In Cape Town, the first signs of trouble came in 2010. That's when we saw the first water restrictions. These were far too limited, however, to make a real dent in the situation. Some limitations were put on water usage for gardening and washing of vehicles. Beyond that nothing was done.
Around the same time a few people started using tanks to harvest rainwater. Others began harvesting gray water. In 2017, the local authorities required the posting of signs identifying people who were using recycled water on their property. The idea was to encourage conservation, but no inspections were done to ensure that these claims were accurate. Throughout the city tanks supposedly designated to be filled by rain water were, in fact, filled by homeowners from the local water supply. There was no sense of urgency in dealing with the situation.
Suddenly, reality struck. The government issued a "Day Zero" announcement. This meant that on May 1, 2018 the local government would turn off the residential water supply to all households in the city. We had gone from ignoring the problem to catastrophe.
Then just as suddenly we began to move the other direction. "Day Zero" was moved back to June 1, 2018. It has now been pushed back to 2019. How this is possible, when nothing of significance has been done to address the water shortage is unclear.
This year, as disaster loomed, everyone suddenly had ideas for "solutions" to the problem, although most seemed to be primarily money-making schemes. I attended a Water Crisis Solutions Summit this year, and was completely appalled at the fact that it was a matter of "tooting my own hooter" kind of a summit. True innovations were lacking; speakers were there to sell products and push their own agendas. Real solutions appeared to remain out of reach.
Much attention has been paid to the drilling of more wells. This will not solve the problem, it will make it worse. The water table around Cape Town is dropping, and it will continue to do so Already the cost of drilling a well is so high that only the rich can afford it. It now costs as much as 120,000 South African rand ($10,000) to drill and install a borehole. More and more wells are dug, and some people are making a lot of money, but the problem is not being solved.
Real conservation measures remain lacking. Fresh spring water from Table Mountain continues to flow through concrete tunnels freely into the sea. According to one report one spring alone dumps in excess of 2.4 million liters of potentially potable water, directly into the storm water system every single day.
At the height of the water crisis the sluice gates at the Theewaterskloof dam were left open. Every day precious water, so desperately needed by the city was lost. No effort was made to address the situation or formulate plans for conservation of this precious resource.

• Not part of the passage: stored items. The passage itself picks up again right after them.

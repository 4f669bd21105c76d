//! # anofox-autoforecast
//!
//! Automatic time series forecasting over many series at once.
//!
//! A run loads a columnar frame into one series per BY group, proposes
//! candidate models from the enabled families (exponential smoothing,
//! intermittent demand, unobserved components, ARIMA with regressors),
//! selects the best candidate per group by a fit criterion with an optional
//! holdout, forecasts it with prediction intervals and assembles the result
//! tables. Groups are processed in parallel.
//!
//! ```
//! use anofox_autoforecast::prelude::*;
//! use chrono::{TimeZone, Utc};
//!
//! let dates = (1990..=2000)
//!     .map(|y| Utc.with_ymd_and_hms(y, 1, 1, 0, 0, 0).unwrap())
//!     .collect();
//! let frame = SeriesFrame::new()
//!     .with_time_column("date", dates)
//!     .unwrap()
//!     .with_column("revenues", vec![4.0, 5.0, 7.0, 6.0, 8.0, 9.0, 5.0, 2.0, 3.5, 5.5, 6.5])
//!     .unwrap();
//!
//! let config = ForecastConfig::from_json_str(
//!     r#"{
//!         "time_axis": {"id": "date", "interval": "year"},
//!         "variables": {"dependent": "revenues"},
//!         "forecast": {"horizon": 12},
//!         "diagnose": {"families": ["ARIMAX"], "arimax": {"order": {"p": 1, "d": 1, "q": 1}}}
//!     }"#,
//! )
//! .unwrap();
//! let outcome = AutoForecast::new(config).unwrap().run(&frame).unwrap();
//! assert!(outcome.fatal.is_none());
//! assert_eq!(outcome.tables.outfor.len(), 11 + 12);
//! ```

// Allow some clippy warnings for cleaner code in specific cases
#![allow(clippy::upper_case_acronyms)]
#![allow(clippy::too_many_arguments)]
#![allow(clippy::needless_range_loop)]

pub mod collect;
pub mod config;
pub mod core;
pub mod diagnose;
pub mod engine;
pub mod error;
pub mod models;
pub mod pipeline;
pub mod select;
pub mod store;
pub mod utils;

pub use config::ForecastConfig;
pub use error::{ForecastError, Result};
pub use pipeline::{AutoForecast, RunOutcome};

pub mod prelude {
    pub use crate::collect::{
        JsonDirSink, MemorySink, OptionalOutputs, OptionalTable, ResultTables, TableSink,
    };
    pub use crate::config::ForecastConfig;
    pub use crate::core::{GroupKey, Interval, TimeSeries};
    pub use crate::diagnose::DiagnoseSpec;
    pub use crate::error::{ForecastError, Result};
    pub use crate::models::{Forecaster, ModelFamily};
    pub use crate::pipeline::{AutoForecast, RunOutcome};
    pub use crate::select::{SelectSpec, SelectionCriterion};
    pub use crate::store::{EventDefinition, SeriesFrame, TimeAxis, VariableSpec};
}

The use of fog nets and water-harvesting towers remains unexplored as well. Thick fog covers Table Mountain during summer, referred to locally as the "white tablecloth". This fog has the potential to produce large quantities of water for those living close by.

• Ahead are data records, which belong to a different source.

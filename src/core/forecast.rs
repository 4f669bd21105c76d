//! Forecast result structure for holding predictions.

use crate::error::{ForecastError, Result};
use crate::utils::stats::quantile_normal;

/// Point predictions with optional standard errors and interval bounds.
#[derive(Debug, Clone, Default, PartialEq)]
pub struct Forecast {
    point: Vec<f64>,
    std: Option<Vec<f64>>,
    lower: Option<Vec<f64>>,
    upper: Option<Vec<f64>>,
}

impl Forecast {
    /// Create an empty forecast.
    pub fn new() -> Self {
        Self::default()
    }

    /// Create a forecast from point predictions.
    pub fn from_values(values: Vec<f64>) -> Self {
        Self {
            point: values,
            ..Self::default()
        }
    }

    /// Create a forecast with per-step standard errors.
    pub fn from_values_with_std(values: Vec<f64>, std: Vec<f64>) -> Result<Self> {
        if values.len() != std.len() {
            return Err(ForecastError::DimensionMismatch {
                expected: values.len(),
                got: std.len(),
            });
        }
        Ok(Self {
            point: values,
            std: Some(std),
            ..Self::default()
        })
    }

    /// Add symmetric bounds `point ± z·std` for the given confidence level.
    ///
    /// Forecasts without standard errors get no bounds.
    pub fn with_intervals(mut self, level: f64) -> Result<Self> {
        if !(0.0 < level && level < 1.0) {
            return Err(ForecastError::InvalidParameter(format!(
                "confidence level must be in (0, 1), got {level}"
            )));
        }
        if let Some(std) = &self.std {
            let z = quantile_normal(0.5 + level / 2.0);
            let lower = self.point.iter().zip(std).map(|(p, s)| p - z * s).collect();
            let upper = self.point.iter().zip(std).map(|(p, s)| p + z * s).collect();
            self.lower = Some(lower);
            self.upper = Some(upper);
        }
        Ok(self)
    }

    /// Get the forecast horizon (number of steps).
    pub fn horizon(&self) -> usize {
        self.point.len()
    }

    pub fn is_empty(&self) -> bool {
        self.point.is_empty()
    }

    pub fn point(&self) -> &[f64] {
        &self.point
    }

    pub fn std(&self) -> Option<&[f64]> {
        self.std.as_deref()
    }

    pub fn lower(&self) -> Option<&[f64]> {
        self.lower.as_deref()
    }

    pub fn upper(&self) -> Option<&[f64]> {
        self.upper.as_deref()
    }

    pub fn has_intervals(&self) -> bool {
        self.lower.is_some() && self.upper.is_some()
    }
}

#[cfg(test)]
mod tests {
    use super::*;
    use approx::assert_relative_eq;

    #[test]
    fn forecast_from_values_has_no_intervals() {
        let forecast = Forecast::from_values(vec![1.0, 2.0, 3.0])
            .with_intervals(0.95)
            .unwrap();
        assert_eq!(forecast.horizon(), 3);
        assert!(forecast.std().is_none());
        assert!(!forecast.has_intervals());
    }

    #[test]
    fn intervals_are_symmetric_around_point() {
        let forecast = Forecast::from_values_with_std(vec![10.0, 12.0], vec![1.0, 2.0])
            .unwrap()
            .with_intervals(0.95)
            .unwrap();

        let lower = forecast.lower().unwrap();
        let upper = forecast.upper().unwrap();
        assert_relative_eq!(upper[0] - 10.0, 10.0 - lower[0], epsilon = 1e-12);
        assert_relative_eq!(upper[0] - 10.0, 1.959964, epsilon = 1e-4);
        assert_relative_eq!(upper[1] - 12.0, 2.0 * 1.959964, epsilon = 1e-4);
    }

    #[test]
    fn rejects_bad_level_and_mismatched_std() {
        assert!(Forecast::from_values_with_std(vec![1.0], vec![]).is_err());
        assert!(Forecast::from_values(vec![1.0]).with_intervals(1.0).is_err());
    }

    #[test]
    fn empty_forecast_reports_zero_horizon() {
        let forecast = Forecast::new();
        assert!(forecast.is_empty());
        assert_eq!(forecast.horizon(), 0);
    }
}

Fog nets, made of a fine woven mesh, stretched over a broad area would capture the water particles from the mist. The water droplets would run together downward into a trough that fed into a capture tank. Estimates are that each fog net installation could produce thousands of liters of fresh water each day.

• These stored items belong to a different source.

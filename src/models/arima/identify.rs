//! Automatic identification of ARIMA orders.
//!
//! The differencing order comes from repeated KPSS tests, the seasonal
//! differencing order from the variance reduction of the seasonal
//! difference. Non-seasonal orders are searched stepwise by AIC, starting
//! from a small set of common models and moving to neighbouring orders while
//! the criterion improves. Seasonal orders are then searched around the best
//! non-seasonal order.

use crate::core::TimeSeries;
use crate::error::{ForecastError, Result};
use crate::models::arima::diff::{difference, seasonal_difference};
use crate::models::arima::{ArimaOrder, Arimax};
use crate::models::Forecaster;
use crate::utils::stats::{kpss_statistic, variance, KPSS_CRITICAL_5PCT};
use serde::{Deserialize, Serialize};
use std::collections::HashSet;
use tracing::debug;

fn default_max_p() -> usize {
    3
}

fn default_max_q() -> usize {
    3
}

fn default_max_d() -> usize {
    2
}

fn default_max_seasonal() -> usize {
    1
}

/// Bounds of the order search.
#[derive(Debug, Clone, Copy, PartialEq, Eq, Serialize, Deserialize)]
pub struct IdentifyConfig {
    #[serde(default = "default_max_p")]
    pub max_p: usize,
    #[serde(default = "default_max_q")]
    pub max_q: usize,
    #[serde(default = "default_max_d")]
    pub max_d: usize,
    #[serde(default = "default_max_seasonal")]
    pub max_seasonal_p: usize,
    #[serde(default = "default_max_seasonal")]
    pub max_seasonal_q: usize,
}

impl Default for IdentifyConfig {
    fn default() -> Self {
        Self {
            max_p: default_max_p(),
            max_q: default_max_q(),
            max_d: default_max_d(),
            max_seasonal_p: default_max_seasonal(),
            max_seasonal_q: default_max_seasonal(),
        }
    }
}

/// A fitted model together with its identification score.
#[derive(Debug, Clone)]
pub struct IdentifiedModel {
    pub order: ArimaOrder,
    pub aic: f64,
    pub model: Arimax,
}

/// Best non-seasonal and best seasonal models found.
#[derive(Debug, Clone, Default)]
pub struct Identification {
    pub non_seasonal: Option<IdentifiedModel>,
    pub seasonal: Option<IdentifiedModel>,
}

/// Smallest `d <= max_d` whose differences pass the KPSS test.
pub fn choose_differencing(values: &[f64], max_d: usize) -> usize {
    for d in 0..max_d {
        let diffed = difference(values, d);
        if diffed.len() < 6 || kpss_statistic(&diffed) < KPSS_CRITICAL_5PCT {
            return d;
        }
    }
    max_d
}

/// Seasonal differencing order, 1 when the seasonal difference removes at
/// least 30% of the variance.
pub fn choose_seasonal_differencing(values: &[f64], period: usize) -> usize {
    if period < 2 || values.len() < 3 * period {
        return 0;
    }
    let diffed = seasonal_difference(values, 1, period);
    if variance(&diffed) < 0.7 * variance(values) {
        1
    } else {
        0
    }
}

/// Searches ARIMA orders for one series.
#[derive(Debug, Clone, Default)]
pub struct ArimaIdentifier {
    config: IdentifyConfig,
}

impl ArimaIdentifier {
    pub fn new(config: IdentifyConfig) -> Self {
        Self { config }
    }

    fn evaluate(&self, series: &TimeSeries, order: ArimaOrder) -> Option<IdentifiedModel> {
        let mut model = Arimax::new(order);
        match model.fit(series) {
            Ok(()) => {
                let aic = model.aic().filter(|a| a.is_finite())?;
                debug!(order = %order.label(), aic, "ARIMA order evaluated");
                Some(IdentifiedModel { order, aic, model })
            }
            Err(err) => {
                debug!(order = %order.label(), error = %err, "ARIMA order rejected");
                None
            }
        }
    }

    /// Stepwise search over `(p, q)` for fixed differencing.
    fn stepwise<F>(&self, build: F, series: &TimeSeries, max: (usize, usize)) -> Option<IdentifiedModel>
    where
        F: Fn(usize, usize) -> ArimaOrder,
    {
        let mut tried: HashSet<(usize, usize)> = HashSet::new();
        let mut best: Option<IdentifiedModel> = None;

        let mut consider = |p: usize, q: usize, best: &mut Option<IdentifiedModel>| -> bool {
            if p > max.0 || q > max.1 || !tried.insert((p, q)) {
                return false;
            }
            match self.evaluate(series, build(p, q)) {
                Some(found) if best.as_ref().is_none_or(|b| found.aic < b.aic) => {
                    *best = Some(found);
                    true
                }
                _ => false,
            }
        };

        for (p, q) in [(2, 2), (0, 0), (1, 0), (0, 1)] {
            consider(p, q, &mut best);
        }

        loop {
            let Some((p, q)) = best.as_ref().map(|b| Self::orders(&b.order, &build)) else {
                break;
            };
            let neighbours = [
                (p.wrapping_sub(1), q),
                (p + 1, q),
                (p, q.wrapping_sub(1)),
                (p, q + 1),
                (p.wrapping_sub(1), q.wrapping_sub(1)),
                (p + 1, q + 1),
            ];
            let improved = neighbours
                .iter()
                .fold(false, |acc, &(np, nq)| consider(np, nq, &mut best) || acc);
            if !improved {
                break;
            }
        }
        best
    }

    /// The searched `(p, q)` pair of an order built by `build`.
    fn orders<F>(order: &ArimaOrder, build: &F) -> (usize, usize)
    where
        F: Fn(usize, usize) -> ArimaOrder,
    {
        if build(0, 0).is_seasonal() {
            (order.seasonal_p, order.seasonal_q)
        } else {
            (order.p, order.q)
        }
    }

    /// Identify the best non-seasonal and, when `seasonal` is set, the best
    /// seasonal model of the series.
    pub fn identify(&self, series: &TimeSeries, seasonal: bool) -> Result<Identification> {
        if series.has_missing_values() {
            return Err(ForecastError::MissingValues);
        }
        let values = series.values();
        let d = choose_differencing(values, self.config.max_d);

        let non_seasonal = self.stepwise(
            |p, q| ArimaOrder::new(p, d, q),
            series,
            (self.config.max_p, self.config.max_q),
        );

        let period = series.season_length();
        let seasonal = match (&non_seasonal, seasonal && period > 1) {
            (Some(base), true) => {
                let diffed = difference(values, d);
                let big_d = choose_seasonal_differencing(&diffed, period);
                let (p, q) = (base.order.p, base.order.q);
                self.stepwise(
                    |sp, sq| {
                        let order = ArimaOrder::new(p, d, q).with_seasonal(sp, big_d, sq, period);
                        // Keep the search seasonal even at (0, 0) without seasonal differencing.
                        if order.is_seasonal() {
                            order
                        } else {
                            ArimaOrder::new(p, d, q).with_seasonal(1, 0, 0, period)
                        }
                    },
                    series,
                    (self.config.max_seasonal_p, self.config.max_seasonal_q),
                )
            }
            _ => None,
        };

        Ok(Identification {
            non_seasonal,
            seasonal,
        })
    }
}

Water towers, towers inside of which multiple fog nets are strung, would work in a similar way. Yet despite the promise of these technologies very little is being done to make them a reality.
There can be no life without water, but Cape Town leaders specifically seem to have no respect for this powerful resource. The smallest drop has no consideration of its value, and is lost forever. If there is no monetary value assigned to this new "gold," it has no meaning. It is not acceptable that such a precious and valuable resource is in the hands of ignorant officials, who do not really care about people, except for what they can gain monetarily from them.
The wealthy will find ways to get water, and a minority will always get rich by doing so. Meanwhile the poor and the vulnerable suffer. We are stumbling into a future in which only those who can afford water will have it. The ultimate essential commodity, on which life itself depends, will no longer be available to all. To avoid that reality, we need a government that will move aggressively and proactively to explore new technologies, to conserve existing supplies and to curtail the explosion of well drilling that is driving the water table ever downward.
Suddenly the city is inundated with conferences, such as the International Conference on Sanitation, Waste, and Water in November, the International Water Association's 2018 Water Loss Conference and The Water Institute of South Africa's biennial conference and exhibition. It will be interesting to read the papers introduced at these events and listen to the speakers. Will we see real solutions, or will we continue to see more of the same? Only time will tell, and we are running out of that.